Across education, the utilization and effectiveness of data and information technologies is severely inhibited by access methods, differing protocols, non-standard payloads, varying data definitions, and inability to trust disparate applications stove piped by proprietary design. Billions of dollars are spent annually trying to move data across components employed by stakeholder computer systems. The current state of automation, with all its redundancy, unnecessary aggregation and inaccuracy render a tremendous burden on the educational investment society as a whole is making.
Policy, governance, research, teaching, administration, funding, and learning are all impacted. The unintended consequence of metered design without considering the external interchanges which contribute to additional obstacles and costs is avoidable. The accurate, authoritative and secure transmission of data spanning components and stakeholders would respect and reinforce autonomy and roles, by connection, rather than push the work around mentality that has been fostered by the industry fearful of data access, use and security.
The education industry spends approximately 4% of operating expenses on IT which approximates $50 Billion annually. Of that, approximately 50% or $25 Billion is spent supporting connections and movement of data across disparate applications inside and outside the institution poorly. Even with that much money spent to keep things band-aided together where funding has been applied, the ineffective use of technology is wasting away the capacity of tools and the investment in automation.
Without addressing the challenge to bridge systems and components, we will be continually haunted by what could be, rather than what is. Automation can empower and serve the industry with innovation and unity in purpose. Thus, the call for EdUnify, to create a registry, lookup, and supporting services to enable applications and computer systems to seek and connect through a common abstract pipe following community developed methods, protocols, payloads and services promoted on a voluntary basis.
What are the Goals of the EdUnify Task Force?
Functional Goals and Epic Stories
The following are examples of potential high-level functional goals.
The following are examples of enumerated types of services:
The Task Force is preparing very specific, structured use cases that the EdUnify frameworks will support to help identify specifications and technology it will develop or apply. The Task Force is preparing a set of use cases in a common format to help identify the constituents served and processes addressed in each use case. There is a template which can be used to start each new use case.

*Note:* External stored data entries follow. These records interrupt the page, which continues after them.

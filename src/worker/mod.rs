// Copyright (c) 2025 Steve Wagner (ciroque@live.com)
// SPDX-License-Identifier: MIT

//! The worker process bridge.
//!
//! Use-case handlers delegate the actual computation to an out-of-process
//! worker speaking a one-shot JSON-over-stdio protocol: exactly one JSON
//! object in on stdin, exactly one JSON value out on stdout, diagnostics on
//! stderr, exit code 0 on success. This module owns the full invocation
//! lifecycle — spawn, feed, concurrent drain, deadline, cancellation,
//! process-tree kill, and outcome classification — plus the translation
//! from request envelopes to the worker's minimal payload.

mod payload;
mod runner;
mod workdir;

#[cfg(test)]
pub mod stub;

pub use payload::WorkerPayload;
pub use runner::{ProcessWorkerRunner, WorkerConfig};
pub use workdir::discover_worker_root;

Subsequent phases of EdUnify will include national and international data exchange and reporting functionality, an agent to link PK12 and workforce systems with higher education systems, and functionality to enable timely disclosure to students through an academic transfer network regarding transferability of credits, among other services. Similar to the ATM network in banking, automation of electronic services in higher education simplifies access to data and data providers, lowers the cost of managing data and data systems, and accelerates performance and service over the long term.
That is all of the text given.